▶ [Dataset extract]
━━━━━━━━━━━━━━━━━━━━
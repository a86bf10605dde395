//! Paginated analysis results.

use axum::extract::{Path, Query, State};
use axum::Json;
use serde::Deserialize;
use serde_json::{json, Value};
use tally_core::traits::{IAnalysisResults, IRuns};
use tally_core::types::side::Side;
use tally_storage::pagination;

use crate::error::ApiError;
use crate::state::AppState;

#[derive(Debug, Deserialize)]
pub struct PageQuery {
    #[serde(default = "default_side")]
    pub side: String,
    #[serde(default = "default_page")]
    pub page: u64,
    #[serde(default = "default_page_size")]
    pub page_size: usize,
}

fn default_side() -> String {
    "A".to_string()
}
fn default_page() -> u64 {
    1
}
fn default_page_size() -> usize {
    100
}

/// GET /api/run/{run_id}?side=A|B&page=&page_size=
pub async fn page(
    State(state): State<AppState>,
    Path(run_id): Path<i64>,
    Query(query): Query<PageQuery>,
) -> Result<Json<Value>, ApiError> {
    let side = Side::parse(&query.side)
        .ok_or_else(|| ApiError::bad_request(format!("invalid side '{}'", query.side)))?;
    if state.store.get_run(run_id)?.is_none() {
        return Err(ApiError::not_found(format!("run {run_id} not found")));
    }

    let (offset, limit) = pagination::page_bounds(query.page, query.page_size);
    let total = state.store.count_results(run_id, side)?;
    let results = state.store.page_results(run_id, side, offset, limit)?;

    let rows: Vec<Value> = results
        .iter()
        .map(|r| {
            json!({
                "combination": r.combination.columns(),
                "display": r.combination.display(),
                "total_rows": r.total_rows,
                "unique_rows": r.unique_rows,
                "duplicate_rows": r.duplicate_rows,
                "duplicate_count": r.duplicate_count,
                "uniqueness_score": r.uniqueness_score,
                "is_unique_key": r.is_unique_key,
                "is_sampled": r.is_sampled,
                "sample_size": r.sample_size,
                "user_pinned": r.user_pinned,
            })
        })
        .collect();

    Ok(Json(json!({
        "run_id": run_id,
        "side": side.as_str(),
        "page": query.page.max(1),
        "page_size": limit,
        "total": total,
        "total_pages": pagination::page_count(total, limit),
        "results": rows,
    })))
}
//! POST /compare — submit a run.

use axum::extract::{Form, State};
use axum::Json;
use serde::Deserialize;
use serde_json::{json, Value};
use tally_core::types::run::RunParams;
use tally_core::Combination;

use crate::error::ApiError;
use crate::state::AppState;

#[derive(Debug, Deserialize)]
pub struct CompareForm {
    pub file_a: String,
    pub file_b: String,
    pub num_columns: usize,
    #[serde(default)]
    pub expected_combinations: String,
    #[serde(default)]
    pub excluded_combinations: String,
    #[serde(default)]
    pub max_rows: u64,
    #[serde(default)]
    pub data_quality_check: Option<String>,
    #[serde(default)]
    pub use_intelligent_discovery: Option<String>,
}

/// Form checkboxes arrive as "true"/"on"/"1" when set.
fn form_bool(value: &Option<String>) -> bool {
    matches!(
        value.as_deref().map(str::to_ascii_lowercase).as_deref(),
        Some("true") | Some("on") | Some("1") | Some("yes")
    )
}

/// One combination per line, columns comma-separated.
fn parse_combinations(text: &str) -> Vec<Combination> {
    text.lines().filter_map(Combination::parse).collect()
}

pub async fn submit(
    State(state): State<AppState>,
    Form(form): Form<CompareForm>,
) -> Result<Json<Value>, ApiError> {
    if form.num_columns == 0 {
        return Err(ApiError::bad_request("num_columns must be at least 1"));
    }

    let params = RunParams {
        file_a: form.file_a,
        file_b: form.file_b,
        num_columns: form.num_columns,
        expected_combinations: parse_combinations(&form.expected_combinations),
        excluded_combinations: parse_combinations(&form.excluded_combinations),
        max_rows: form.max_rows,
        data_quality_check: form_bool(&form.data_quality_check),
        use_intelligent_discovery: form_bool(&form.use_intelligent_discovery),
    };

    let run_id = state.runner.submit(params)?;
    Ok(Json(json!({ "run_id": run_id })))
}

#[cfg(test)]
mod tests {
    use super::*;

    #[test]
    fn form_bools_accept_the_usual_spellings() {
        assert!(form_bool(&Some("true".into())));
        assert!(form_bool(&Some("On".into())));
        assert!(form_bool(&Some("1".into())));
        assert!(!form_bool(&Some("false".into())));
        assert!(!form_bool(&None));
    }

    #[test]
    fn combinations_parse_one_per_line() {
        let parsed = parse_combinations("id\ndept, role\n\n");
        assert_eq!(parsed.len(), 2);
        assert_eq!(parsed[1], Combination::new(["dept", "role"]));
    }
}
//! Paginated reading over completed export chunks.
//!
//! The union of completed chunks, read in `chunk_index` order, is the
//! canonical dataset for a category. Callers pass completed chunks
//! only; `writing`/`failed` rows never reach this module.

use std::fs::File;
use std::path::Path;

use tally_core::errors::ExportError;
use tally_core::types::results::ExportChunkMeta;

/// Read `limit` rows starting at `offset` across the ordered chunks.
/// Rows are returned without the header.
pub fn read_category_page(
    chunks: &[ExportChunkMeta],
    offset: u64,
    limit: usize,
) -> Result<Vec<Vec<String>>, ExportError> {
    let mut rows = Vec::with_capacity(limit.min(1024));
    let mut remaining_skip = offset;

    for chunk in chunks {
        if rows.len() >= limit {
            break;
        }
        if remaining_skip >= chunk.row_count {
            remaining_skip -= chunk.row_count;
            continue;
        }
        read_chunk_rows(Path::new(&chunk.path), remaining_skip, limit - rows.len(), &mut rows)?;
        remaining_skip = 0;
    }
    Ok(rows)
}

/// The header row of a chunk file.
pub fn read_chunk_header(path: &Path) -> Result<Vec<String>, ExportError> {
    let mut reader = csv::ReaderBuilder::new()
        .has_headers(false)
        .from_reader(File::open(path).map_err(|e| io_err(path, e))?);
    let mut record = csv::StringRecord::new();
    let has = reader
        .read_record(&mut record)
        .map_err(|e| io_err(path, std::io::Error::other(e)))?;
    if !has {
        return Ok(Vec::new());
    }
    Ok(record.iter().map(String::from).collect())
}

fn read_chunk_rows(
    path: &Path,
    skip: u64,
    take: usize,
    out: &mut Vec<Vec<String>>,
) -> Result<(), ExportError> {
    let mut reader = csv::ReaderBuilder::new()
        .has_headers(true)
        .from_reader(File::open(path).map_err(|e| io_err(path, e))?);

    let mut taken = 0usize;
    for (i, record) in reader.records().enumerate() {
        let record = record.map_err(|e| io_err(path, std::io::Error::other(e)))?;
        if (i as u64) < skip {
            continue;
        }
        out.push(record.iter().map(String::from).collect());
        taken += 1;
        if taken >= take {
            break;
        }
    }
    Ok(())
}

fn io_err(path: &Path, e: std::io::Error) -> ExportError {
    ExportError::Io {
        path: path.display().to_string(),
        message: e.to_string(),
    }
}
//! Per-run in-memory state threaded through the stages.

use tally_analysis::discovery::CandidateSet;
use tally_analysis::reader::{FileProfile, Row};
use tally_core::types::results::AnalysisResult;
use tally_core::types::run::RunParams;
use tally_core::{Combination, RunCancellation};

/// Mutable state a run's stages build up. Owned by the worker thread
/// executing the run; never shared.
pub struct RunContext {
    pub run_id: i64,
    pub params: RunParams,
    pub cancellation: RunCancellation,

    // reading
    pub profile_a: Option<FileProfile>,
    pub profile_b: Option<FileProfile>,
    pub sample_a: Vec<Row>,
    pub sample_b: Vec<Row>,

    // validating
    pub pool: Vec<String>,

    // analyze
    pub candidates: Option<CandidateSet>,
    pub results_a: Vec<AnalysisResult>,
    pub results_b: Vec<AnalysisResult>,

    // storing
    pub selected: Vec<Combination>,
}

impl RunContext {
    pub fn new(run_id: i64, params: RunParams, cancellation: RunCancellation) -> Self {
        Self {
            run_id,
            params,
            cancellation,
            profile_a: None,
            profile_b: None,
            sample_a: Vec::new(),
            sample_b: Vec::new(),
            pool: Vec::new(),
            candidates: None,
            results_a: Vec::new(),
            results_b: Vec::new(),
            selected: Vec::new(),
        }
    }

    pub fn profile_a(&self) -> &FileProfile {
        self.profile_a.as_ref().expect("reading stage ran")
    }

    pub fn profile_b(&self) -> &FileProfile {
        self.profile_b.as_ref().expect("reading stage ran")
    }

    /// The side with fewer (estimated) rows; promise scores and sample
    /// uniqueness are taken from it.
    pub fn smaller_side_is_a(&self) -> bool {
        self.profile_a().row_count_estimate <= self.profile_b().row_count_estimate
    }
}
━━━━━━━━━━━━━━━━━━━━
▶ [The problem] When the line with "pub fn profile_a(&self)" is reached in the data above, begin copying, and stop after the line with "scores and sample"; copy each line exactly, both ends included.

▶ [Task result]
    pub fn profile_a(&self) -> &FileProfile {
        self.profile_a.as_ref().expect("reading stage ran")
    }

    pub fn profile_b(&self) -> &FileProfile {
        self.profile_b.as_ref().expect("reading stage ran")
    }

    /// The side with fewer (estimated) rows; promise scores and sample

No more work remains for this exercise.